# ShinyDegSEM: an interactive application for pathway perturbation analysis in gene expression studies via structural equation modeling

**Authors:** Zhehan Jiang, Jihong Zhang, Yuanfang Liu, Jinying Ouyang, Linlin Sun, Hao Guo

PMC · DOI: 10.7717/peerj.20033 · PeerJ · 2025-10-10

## TL;DR

ShinyDegSEM is an interactive tool that uses structural equation modeling to analyze gene expression data and identify perturbed biological pathways.

## Contribution

The novelty lies in integrating SEM with pathway analysis in an accessible R Shiny application for gene expression studies.

## Key findings

- ShinyDegSEM streamlines the identification of differentially expressed genes and perturbed pathways.
- The tool enables model refinement and comparison between experimental and control groups using SEM.
- It provides intuitive visualizations of deregulated genes and altered gene relationships.

## Abstract

Researchers in biology and bioinformatics are increasingly interested in unraveling the complex mechanisms underlying phenotypic variations. A key challenge lies in identifying perturbed biological pathways and understanding how these perturbations propagate through intricate gene regulatory networks.

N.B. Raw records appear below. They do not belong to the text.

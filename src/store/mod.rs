//! Shared external store for cross-instance coordination.
//!
//! All cross-instance state — replay nonces, rate-limit counters, and the
//! distributed batch-job lock — goes through one [`SharedStore`] trait
//! offering atomic primitives: set-if-absent with TTL, check-and-delete,
//! check-and-expire, and a TTL-scoped counter. Nothing about correctness may
//! depend on in-process memory surviving between requests; instances are
//! ephemeral and horizontally scaled.
//!
//! Two implementations exist:
//! - [`redis::RedisStore`]: Redis via `fred`, for production multi-instance
//!   deployments. Check-then-act operations run as embedded Lua scripts.
//! - [`memory::MemoryStore`]: in-process map with lazy TTL expiry, for
//!   single-instance/dev deployments and tests.
//!
//! The store client is explicitly constructed at startup and passed down as
//! an `Arc<dyn SharedStore>`; there is no process-wide singleton.

use std::sync::Arc;
use std::time::Duration;

use async_trait::async_trait;
use thiserror::Error;

pub mod memory;
pub mod redis;

pub use memory::MemoryStore;
pub use redis::RedisStore;

/// Errors from the shared store backend.
///
/// Any backend error means the caller must fail closed: a nonce that cannot
/// be checked is treated as replayed, a lock that cannot be acquired is
/// treated as not acquired.
#[derive(Debug, Error)]
pub enum StoreError {
    /// The backend is unreachable or returned a protocol error.
    #[error("store backend error: {0}")]
    Backend(String),
}

/// Result type for store operations.
pub type Result<T> = std::result::Result<T, StoreError>;

/// Atomic primitives over the shared store.
#[async_trait]
pub trait SharedStore: Send + Sync {
    /// Sets `key = value` with the given TTL only if the key is absent.
    ///
    /// Returns `true` if the key was set (the caller won the race).
    async fn set_if_absent(&self, key: &str, value: &str, ttl: Duration) -> Result<bool>;

    /// Returns the value stored at `key`, if any.
    async fn get(&self, key: &str) -> Result<Option<String>>;

    /// Deletes `key` only if its current value equals `expected`.
    ///
    /// The compare and the delete are a single atomic step. Returns `true`
    /// if the key was deleted.
    async fn compare_and_delete(&self, key: &str, expected: &str) -> Result<bool>;

    /// Resets the TTL of `key` only if its current value equals `expected`.
    ///
    /// The compare and the expiry update are a single atomic step. Returns
    /// `true` if the TTL was updated.
    async fn compare_and_expire(&self, key: &str, expected: &str, ttl: Duration) -> Result<bool>;

    /// Returns the remaining TTL of `key`, or `None` if the key is absent
    /// or has no expiry.
    async fn remaining_ttl(&self, key: &str) -> Result<Option<Duration>>;

    /// Increments a counter, setting its TTL on first increment.
    ///
    /// Returns the counter value after the increment. Used for fixed-window
    /// rate limiting.
    async fn incr_with_ttl(&self, key: &str, ttl: Duration) -> Result<u64>;
}

/// A reference-counted store handle, as passed through the application.
pub type StoreHandle = Arc<dyn SharedStore>;
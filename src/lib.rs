//! Conversion relay: ingest e-commerce conversion events, deduplicate them,
//! apply consent filtering, fan them out to ad platforms, and keep a durable
//! delivery ledger that reconciliation can audit against the order source of
//! truth.

pub mod auth;
pub mod consent;
pub mod dedup;
pub mod dispatch;
pub mod ingest;
pub mod ledger;
pub mod lock;
pub mod reconcile;
pub mod server;
pub mod shop;
pub mod store;
pub mod types;
pub mod worker;
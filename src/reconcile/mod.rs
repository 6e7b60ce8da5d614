//! Reconciliation: read-only comparison of source-of-truth orders against
//! recorded deliveries.
//!
//! The engine mutates nothing and works on plain slices, so it can run
//! concurrently per shop. Orders come from an external snapshot; deliveries
//! come from the ledger's attempts log. The latest "ok" attempt per
//! (order, platform) is authoritative.

use std::collections::HashMap;
use std::io::ErrorKind;
use std::path::Path;
use std::time::Duration;

use chrono::{DateTime, Utc};
use serde::{Deserialize, Serialize};
use tracing::info;

use crate::ledger::{AttemptStatus, DeliveryAttempt};
use crate::types::{Platform, ShopId};

/// Default delivery-delay threshold before an order is flagged as late.
pub const DEFAULT_DELAY_THRESHOLD: Duration = Duration::from_secs(30 * 60);

/// Half-open time window `[from, to)`; an unbounded end admits everything.
///
/// Both orders and attempts are scoped to the window, so a delivery recorded
/// outside it does not count toward the window's match figures.
#[derive(Debug, Clone, Copy, Default, PartialEq, Serialize, Deserialize)]
pub struct TimeWindow {
    #[serde(default)]
    pub from: Option<DateTime<Utc>>,
    #[serde(default)]
    pub to: Option<DateTime<Utc>>,
}

impl TimeWindow {
    pub fn contains(&self, at: DateTime<Utc>) -> bool {
        self.from.is_none_or(|from| at >= from) && self.to.is_none_or(|to| at < to)
    }
}

/// One source-of-truth order, external to the core.
#[derive(Debug, Clone, PartialEq, Serialize, Deserialize)]
pub struct OrderSnapshot {
    pub order_id: u64,
    pub value: f64,
    #[serde(default)]
    pub currency: Option<String>,
    pub created_at: DateTime<Utc>,
}

/// Per-platform reconciliation figures.
#[derive(Debug, Clone, PartialEq, Serialize)]
pub struct PlatformReport {
    pub platform: Platform,
    pub orders: usize,
    pub matched: usize,
    pub match_rate: f64,
    pub discrepancies: usize,
    pub discrepancy_rate: f64,
    /// Sum of |order value − delivered value| over matched orders.
    pub value_discrepancy: f64,
    /// Value discrepancy relative to total order value.
    pub value_discrepancy_rate: f64,
    /// Orders with more than one "ok" attempt; usually a dedup-policy bug.
    pub duplicate_orders: Vec<u64>,
    /// Orders whose first "ok" attempt landed later than the threshold.
    pub delayed_orders: Vec<u64>,
}

/// The full report for one shop.
#[derive(Debug, Clone, PartialEq, Serialize)]
pub struct ReconciliationReport {
    pub shop: ShopId,
    pub window: TimeWindow,
    pub platforms: Vec<PlatformReport>,
    /// Orders missing from every configured platform, reported once.
    pub systemic_gaps: Vec<u64>,
    pub generated_at: DateTime<Utc>,
}

/// Runs reconciliation over one shop's orders and attempts, scoped to a
/// time window.
pub fn reconcile(
    shop: &ShopId,
    orders: &[OrderSnapshot],
    attempts: &[DeliveryAttempt],
    platforms: &[Platform],
    window: TimeWindow,
    delay_threshold: Duration,
) -> ReconciliationReport {
    let orders: Vec<&OrderSnapshot> = orders
        .iter()
        .filter(|o| window.contains(o.created_at))
        .collect();

    // (platform, order key) → ok attempts, in log order.
    let mut ok_attempts: HashMap<(Platform, &str), Vec<&DeliveryAttempt>> = HashMap::new();
    for attempt in attempts {
        if attempt.status == AttemptStatus::Ok && window.contains(attempt.created_at) {
            ok_attempts
                .entry((attempt.platform, attempt.order_key.as_str()))
                .or_default()
                .push(attempt);
        }
    }

    let total_value: f64 = orders.iter().map(|o| o.value).sum();
    let mut platform_reports = Vec::with_capacity(platforms.len());
    let mut matched_anywhere: HashMap<u64, bool> = HashMap::new();

    for &platform in platforms {
        let mut matched = 0usize;
        let mut value_discrepancy = 0.0f64;
        let mut duplicate_orders = Vec::new();
        let mut delayed_orders = Vec::new();

        for order in &orders {
            let key = order.order_id.to_string();
            let Some(hits) = ok_attempts.get(&(platform, key.as_str())) else {
                matched_anywhere.entry(order.order_id).or_insert(false);
                continue;
            };

            matched += 1;
            matched_anywhere.insert(order.order_id, true);

            if hits.len() > 1 {
                duplicate_orders.push(order.order_id);
            }

            // Latest ok is authoritative for the delivered value.
            if let Some(latest) = hits.last()
                && let Some(delivered) = latest.value
            {
                value_discrepancy += (order.value - delivered).abs();
            }

            if let Some(first) = hits.first() {
                let delay = (first.created_at - order.created_at).num_seconds();
                if delay > delay_threshold.as_secs() as i64 {
                    delayed_orders.push(order.order_id);
                }
            }
        }

        let orders_total = orders.len();
        let discrepancies = orders_total - matched;
        platform_reports.push(PlatformReport {
            platform,
            orders: orders_total,
            matched,
            match_rate: rate(matched, orders_total),
            discrepancies,
            discrepancy_rate: rate(discrepancies, orders_total),
            value_discrepancy,
            value_discrepancy_rate: if total_value > 0.0 {
                value_discrepancy / total_value
            } else {
                0.0
            },
            duplicate_orders,
            delayed_orders,
        });
    }

    // An order absent from every platform is one systemic gap, not a
    // per-platform entry.
    let mut systemic_gaps: Vec<u64> = if platforms.is_empty() {
        Vec::new()
    } else {
        orders
            .iter()
            .map(|o| o.order_id)
            .filter(|id| !matched_anywhere.get(id).copied().unwrap_or(false))
            .collect()
    };
    systemic_gaps.sort_unstable();
    systemic_gaps.dedup();

    info!(
        shop = %shop,
        orders = orders.len(),
        platforms = platforms.len(),
        systemic_gaps = systemic_gaps.len(),
        "reconciliation complete"
    );

    ReconciliationReport {
        shop: shop.clone(),
        window,
        platforms: platform_reports,
        systemic_gaps,
        generated_at: Utc::now(),
    }
}

fn rate(part: usize, whole: usize) -> f64 {
    if whole == 0 {
        0.0
    } else {
        part as f64 / whole as f64
    }
}

/// Loads the external order snapshot for a shop from
/// `<data_dir>/orders/<shop>.json`. A missing file means no orders.
pub fn load_orders(data_dir: &Path, shop: &ShopId) -> std::io::Result<Vec<OrderSnapshot>> {
    let path = data_dir.join("orders").join(format!("{shop}.json"));
    match std::fs::read(&path) {
        Ok(bytes) => serde_json::from_slice(&bytes)
            .map_err(|err| std::io::Error::new(ErrorKind::InvalidData, err)),
        Err(err) if err.kind() == ErrorKind::NotFound => Ok(Vec::new()),
        Err(err) => Err(err),
    }
}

To address this challenge, we developed ShinyDegSEM, an interactive R Shiny application that leverages structural equation modeling (SEM) to facilitate pathway perturbation analysis in gene expression studies. ShinyDegSEM streamlines identifying differentially expressed genes (DEGs), generating pathway models based on biological knowledge, and evaluating these models to uncover perturbed pathway modules. This article is a tutorial to guide users through the analysis workflow, providing detailed explanations and examples. This feature ensures that even novice researchers can quickly grasp the concepts and apply the tool to their datasets.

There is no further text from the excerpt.